賢者の仕事、賢者の健康

Vol.25前例なきスポーツアナリストの世界へ
渡辺啓太氏 インタビュー(前編)

今回の賢者

PROFILE
バレーボールアナリスト渡辺啓太

バレーボールアナリスト。専修大学ネットワーク情報学部在学中に、柳本晶一監督率いるバレーボール全日本女子チームのアナリストに抜擢。世界で初めてiPadを用いた情報分析システムを考案・導入。2012年ロンドンオリンピックでは、眞鍋政義監督のもと、28年ぶりの銅メダル獲得に貢献。情報戦略マネジメントのエキスパートであり、現在は一般社団法人日本スポーツアナリスト協会代表理事としても活躍している。

各界の一線で活躍するキーパーソンが、「仕事と健康」について語るインタビュー連載「賢者の仕事、賢者の健康」。今回のゲストは、バレーボールアナリストの渡辺啓太さん。日本のスポーツ界にデータ分析を手がける人材が極めて少なかった頃からほぼ独学で学び、今では第一人者として活躍する渡辺さんに、"道なき道"の進み方についてのお話を聞いてみました。
(聞き手:河尻亨一)

海外トップチームのベンチにあったPCに衝撃を受けて

− 渡辺さんはバレーボールアナリストの一人者として活躍されていますが、データ分析に関心を持ったのは高校生の時だったとか。

渡辺(啓太氏 ※以下、渡辺)そうですね。
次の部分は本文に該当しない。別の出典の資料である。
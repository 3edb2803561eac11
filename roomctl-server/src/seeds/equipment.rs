use async_trait::async_trait;
use sqlx::PgConnection;

use super::{is_empty, Seed, SeedOutcome};

/// Four items with fixed UUIDs, one per status plus a spare
pub struct EquipmentSeed;

#[async_trait]
impl Seed for EquipmentSeed {
    fn name(&self) -> &'static str {
        "equipment"
    }

    async fn run(&self, conn: &mut PgConnection) -> Result<SeedOutcome, sqlx::Error> {
        if !is_empty(conn, "equipment").await? {
            return Ok(SeedOutcome::Skipped);
        }

        let result = sqlx::query(
            r#"
            INSERT INTO equipment (id, name, description, type, status, created_at, updated_at)
            VALUES
                ('33333333-3333-3333-3333-333333333331', 'Projector 4K', 'High resolution projector for main hall', 'Projector', 'available', NOW(), NOW()),
                ('33333333-3333-3333-3333-333333333332', 'Whiteboard', 'Large magnetic whiteboard', 'Whiteboard', 'available', NOW(), NOW()),
                ('33333333-3333-3333-3333-333333333333', 'Conference Phone', 'Polycom conference phone', 'Audio', 'maintenance', NOW(), NOW()),
                ('33333333-3333-3333-3333-333333333334', 'HDMI Cable', '3m HDMI cable', 'Accessory', 'broken', NOW(), NOW())
            ON CONFLICT (id) DO NOTHING
            "#,
        )
        .execute(&mut *conn)
        .await?;

        Ok(SeedOutcome::Inserted(result.rows_affected()))
    }
}
//! Custom Axum extractors
//!
//! Rejections are reported through [`ApiError`] so every failure has the same
//! JSON shape.

use axum::extract::rejection::{JsonRejection, QueryRejection};
use axum::extract::{FromRequest, FromRequestParts, Path, Query, Request};
use axum::http::request::Parts;
use serde::de::DeserializeOwned;
use uuid::Uuid;

use super::error::ApiError;
use super::validation::{Validate, ValidationError};

/// Extract an integer id from the path
pub struct ValidId(pub i32);

impl<S> FromRequestParts<S> for ValidId
where
    S: Send + Sync,
{
    type Rejection = ApiError;

    async fn from_request_parts(parts: &mut Parts, state: &S) -> Result<Self, Self::Rejection> {
        let Path(id): Path<String> = Path::from_request_parts(parts, state)
            .await
            .map_err(|_| ApiError::Validation(ValidationError::Empty { field: "id" }))?;

        let id = id.parse().map_err(|_| {
            ApiError::Validation(ValidationError::InvalidFormat {
                field: "id",
                reason: "expected an integer",
            })
        })?;

        Ok(Self(id))
    }
}

/// Extract and validate a UUID from path
pub struct ValidUuid(pub Uuid);

impl<S> FromRequestParts<S> for ValidUuid
where
    S: Send + Sync,
{
    type Rejection = ApiError;

    async fn from_request_parts(parts: &mut Parts, state: &S) -> Result<Self, Self::Rejection> {
        let Path(id): Path<String> = Path::from_request_parts(parts, state)
            .await
            .map_err(|_| ApiError::Validation(ValidationError::Empty { field: "id" }))?;

        let uuid = Uuid::parse_str(&id).map_err(|_| {
            ApiError::Validation(ValidationError::InvalidFormat {
                field: "id",
                reason: "invalid UUID format",
            })
        })?;

        Ok(Self(uuid))
    }
}

/// JSON body that has passed [`Validate`]
pub struct ValidJson<T>(pub T);

impl<S, T> FromRequest<S> for ValidJson<T>
where
    S: Send + Sync,
    T: DeserializeOwned + Validate,
{
    type Rejection = ApiError;

    async fn from_request(req: Request, state: &S) -> Result<Self, Self::Rejection> {
        let axum::Json(value) = axum::Json::<T>::from_request(req, state)
            .await
            .map_err(|e: JsonRejection| ValidationError::Malformed(e.body_text()))?;
        value.validate()?;
        Ok(Self(value))
    }
}

/// Query string decoded into `T`
pub struct ValidQuery<T>(pub T);

impl<S, T> FromRequestParts<S> for ValidQuery<T>
where
    S: Send + Sync,
    T: DeserializeOwned,
{
    type Rejection = ApiError;

    async fn from_request_parts(parts: &mut Parts, state: &S) -> Result<Self, Self::Rejection> {
        let Query(value) = Query::<T>::from_request_parts(parts, state)
            .await
            .map_err(|e: QueryRejection| ValidationError::Malformed(e.body_text()))?;
        Ok(Self(value))
    }
}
私も部活でバレーボールをやっていたんですが、友達と一緒にバレーの国際大会を見に行った時、海外チームのベンチを見ると、スタッフがパソコンで作業してる姿が目に飛び込んできまして。で、これは何をやってるんだろうな?と。

− ちなみにそれはいつくらいでしょう?

渡辺1990年代の後半です。ちょうどIT革命とかITバブルと言われていた時代で、Windows98が話題になって「一家に一台パソコンを!」みたいな。まさにそういう時代でしたから、当時高校生の自分にしてみたら、目に飛び込んできたものがあまりにも衝撃的だったんです。
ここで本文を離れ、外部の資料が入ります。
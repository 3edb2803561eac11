use chrono::{DateTime, Utc};
use serde::{Deserialize, Serialize};
use uuid::Uuid;

status_enum!(
    /// Equipment condition
    EquipmentStatus, "equipment", default = Available,
    {
        Available => "available",
        Maintenance => "maintenance",
        Broken => "broken",
    }
);

/// A piece of room equipment (projector, whiteboard, ...)
#[derive(Debug, Clone, PartialEq, Eq, Serialize, Deserialize)]
pub struct Equipment {
    pub id: Uuid,
    pub name: String,
    pub description: Option<String>,
    #[serde(rename = "type")]
    pub equipment_type: String,
    pub status: EquipmentStatus,
    pub created_at: DateTime<Utc>,
    pub updated_at: DateTime<Utc>,
}

#[derive(Debug, Clone, PartialEq, Eq, Serialize, Deserialize)]
pub struct NewEquipment {
    pub name: String,
    #[serde(default)]
    pub description: Option<String>,
    #[serde(rename = "type")]
    pub equipment_type: String,
    #[serde(default)]
    pub status: EquipmentStatus,
}

#[derive(Debug, Clone, Default, PartialEq, Eq, Serialize, Deserialize)]
pub struct EquipmentPatch {
    pub name: Option<String>,
    pub description: Option<String>,
    #[serde(rename = "type")]
    pub equipment_type: Option<String>,
    pub status: Option<EquipmentStatus>,
}
use std::sync::Arc;

use uuid::Uuid;

use roomctl_core::{Equipment, EquipmentPatch, EquipmentStatus, NewEquipment};

use super::error::RepoResultExt;
use super::{Result, UseCaseError};
use crate::db::EquipmentRepository;

const RESOURCE: &str = "equipment";

/// Equipment operations
#[derive(Clone)]
pub struct EquipmentService {
    repo: Arc<dyn EquipmentRepository>,
}

impl EquipmentService {
    pub fn new(repo: Arc<dyn EquipmentRepository>) -> Self {
        Self { repo }
    }

    pub async fn create(&self, equipment: NewEquipment) -> Result<Equipment> {
        let created = self
            .repo
            .create(equipment)
            .await
            .during(RESOURCE, "create equipment")?;
        tracing::info!(equipment_id = %created.id, "equipment created");
        Ok(created)
    }

    pub async fn find_by_id(&self, id: Uuid) -> Result<Equipment> {
        self.repo
            .find_by_id(id)
            .await
            .during(RESOURCE, "find equipment")?
            .ok_or_else(|| UseCaseError::not_found(RESOURCE, id))
    }

    pub async fn find_all(&self) -> Result<Vec<Equipment>> {
        self.repo.find_all().await.during(RESOURCE, "list equipment")
    }

    pub async fn find_by_status(&self, status: EquipmentStatus) -> Result<Vec<Equipment>> {
        self.repo
            .find_by_status(status)
            .await
            .during(RESOURCE, "list equipment")
    }

    pub async fn update(&self, id: Uuid, patch: EquipmentPatch) -> Result<Equipment> {
        self.find_by_id(id).await?;
        self.repo
            .update(id, patch)
            .await
            .during(RESOURCE, "update equipment")
    }

    pub async fn delete(&self, id: Uuid) -> Result<()> {
        self.find_by_id(id).await?;
        self.repo
            .delete(id)
            .await
            .during(RESOURCE, "delete equipment")
    }
}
で、いろいろ調べてみると、海外ではコンピュータを使って試合や選手のプレーを分析することが、結構行われ始めていたことがわかりまして。それで興味に火がついたというか。

− それで独学でやり始めたんですか?

渡辺まあ、最初は家にあったワープロで、スコアブックのフォーマットを作ったくらいですけどね。後輩や試合に出てない人たちに記録をつけてもらって。でも、それをやると試合が終わってからの気づきが色々あるなあと思って、相手チームのデータを取って試合に備えるといった作業がすごく楽しくなってきたんです。
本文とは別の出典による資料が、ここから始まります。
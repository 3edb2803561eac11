use std::sync::Arc;

use roomctl_core::{NewUser, User, UserPatch};

use super::error::RepoResultExt;
use super::{Result, UseCaseError};
use crate::db::UserRepository;

const RESOURCE: &str = "user";

/// User operations
#[derive(Clone)]
pub struct UserService {
    repo: Arc<dyn UserRepository>,
}

impl UserService {
    pub fn new(repo: Arc<dyn UserRepository>) -> Self {
        Self { repo }
    }

    /// Create a user; the email must not be taken.
    pub async fn create(&self, user: NewUser) -> Result<User> {
        self.ensure_email_free(&user.email, None).await?;
        let created = self.repo.create(user).await.during(RESOURCE, "create user")?;
        tracing::info!(user_id = created.id, "user created");
        Ok(created)
    }

    pub async fn find_by_id(&self, id: i32) -> Result<User> {
        self.repo
            .find_by_id(id)
            .await
            .during(RESOURCE, "find user")?
            .ok_or_else(|| UseCaseError::not_found(RESOURCE, id))
    }

    pub async fn find_by_email(&self, email: &str) -> Result<User> {
        self.repo
            .find_by_email(email)
            .await
            .during(RESOURCE, "find user")?
            .ok_or_else(|| UseCaseError::not_found(RESOURCE, email))
    }

    pub async fn find_all(&self) -> Result<Vec<User>> {
        self.repo.find_all().await.during(RESOURCE, "list users")
    }

    /// Partial update; changing the email to one held by another user is a
    /// conflict.
    pub async fn update(&self, id: i32, patch: UserPatch) -> Result<User> {
        self.find_by_id(id).await?;
        if let Some(email) = &patch.email {
            self.ensure_email_free(email, Some(id)).await?;
        }
        self.repo.update(id, patch).await.during(RESOURCE, "update user")
    }

    pub async fn delete(&self, id: i32) -> Result<()> {
        self.find_by_id(id).await?;
        self.repo.delete(id).await.during(RESOURCE, "delete user")?;
        tracing::info!(user_id = id, "user deleted");
        Ok(())
    }

    async fn ensure_email_free(&self, email: &str, owner: Option<i32>) -> Result<()> {
        let existing = self
            .repo
            .find_by_email(email)
            .await
            .during(RESOURCE, "find user")?;
        match existing {
            Some(user) if Some(user.id) != owner => Err(UseCaseError::conflict(
                RESOURCE,
                format!("user with email '{}' already exists", email),
            )),
            _ => Ok(()),
        }
    }
}

#[cfg(test)]
mod tests {
    use super::*;
    use crate::test_support::memory::MemoryStore;
    use roomctl_core::UserStatus;

    fn service() -> (UserService, Arc<MemoryStore<User>>) {
        let store = Arc::new(MemoryStore::new());
        (UserService::new(store.clone()), store)
    }

    fn new_user(email: &str) -> NewUser {
        NewUser {
            email: email.into(),
            password: "pw".into(),
            role: "user".into(),
            status: UserStatus::Active,
        }
    }

    #[tokio::test]
    async fn duplicate_email_is_conflict() {
        let (users, _) = service();
        users.create(new_user("a@example.com")).await.unwrap();

        let err = users.create(new_user("a@example.com")).await.unwrap_err();
        assert!(matches!(err, UseCaseError::Conflict { resource: "user", .. }));
        assert_eq!(users.find_all().await.unwrap().len(), 1);
    }

    #[tokio::test]
    async fn missing_user_is_not_found() {
        let (users, _) = service();
        assert!(matches!(
            users.find_by_id(42).await,
            Err(UseCaseError::NotFound { .. })
        ));
        assert!(matches!(
            users.find_by_email("nobody@example.com").await,
            Err(UseCaseError::NotFound { .. })
        ));
    }

    #[tokio::test]
    async fn update_and_delete_check_existence_first() {
        let (users, _) = service();
        assert!(matches!(
            users.update(9, UserPatch::default()).await,
            Err(UseCaseError::NotFound { .. })
        ));
        assert!(matches!(users.delete(9).await, Err(UseCaseError::NotFound { .. })));
    }

    #[tokio::test]
    async fn update_keeps_own_email_but_rejects_taken_one() {
        let (users, _) = service();
        let a = users.create(new_user("a@example.com")).await.unwrap();
        users.create(new_user("b@example.com")).await.unwrap();

        let same = UserPatch {
            email: Some("a@example.com".into()),
            role: Some("admin".into()),
            ..UserPatch::default()
        };
        assert_eq!(users.update(a.id, same).await.unwrap().role, "admin");

        let taken = UserPatch {
            email: Some("b@example.com".into()),
            ..UserPatch::default()
        };
        assert!(matches!(
            users.update(a.id, taken).await,
            Err(UseCaseError::Conflict { .. })
        ));
    }

    #[tokio::test]
    async fn repository_failure_is_wrapped() {
        let (users, store) = service();
        store.fail();
        let err = users.find_all().await.unwrap_err();
        assert!(matches!(err, UseCaseError::Repository { action: "list users", .. }));
    }
}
進学先を考え始めた時も、「スポーツとIT」みたいな勉強をしてみたいと漠然と思って、情報系の学部を選んだんですけどね。

入試もAO入試で、人生初のプレゼンがその面接でした。当時はスポーツ界とデータのイメージと言えば、野村監督の「ID野球」でしたから、先生たちを前に「ID野球のバレーボール版の実現を目指して僕はやっていきたいんです」という話をして。父親に教えてもらいながら人生初のスライドを必死に作ったんですけど(笑)。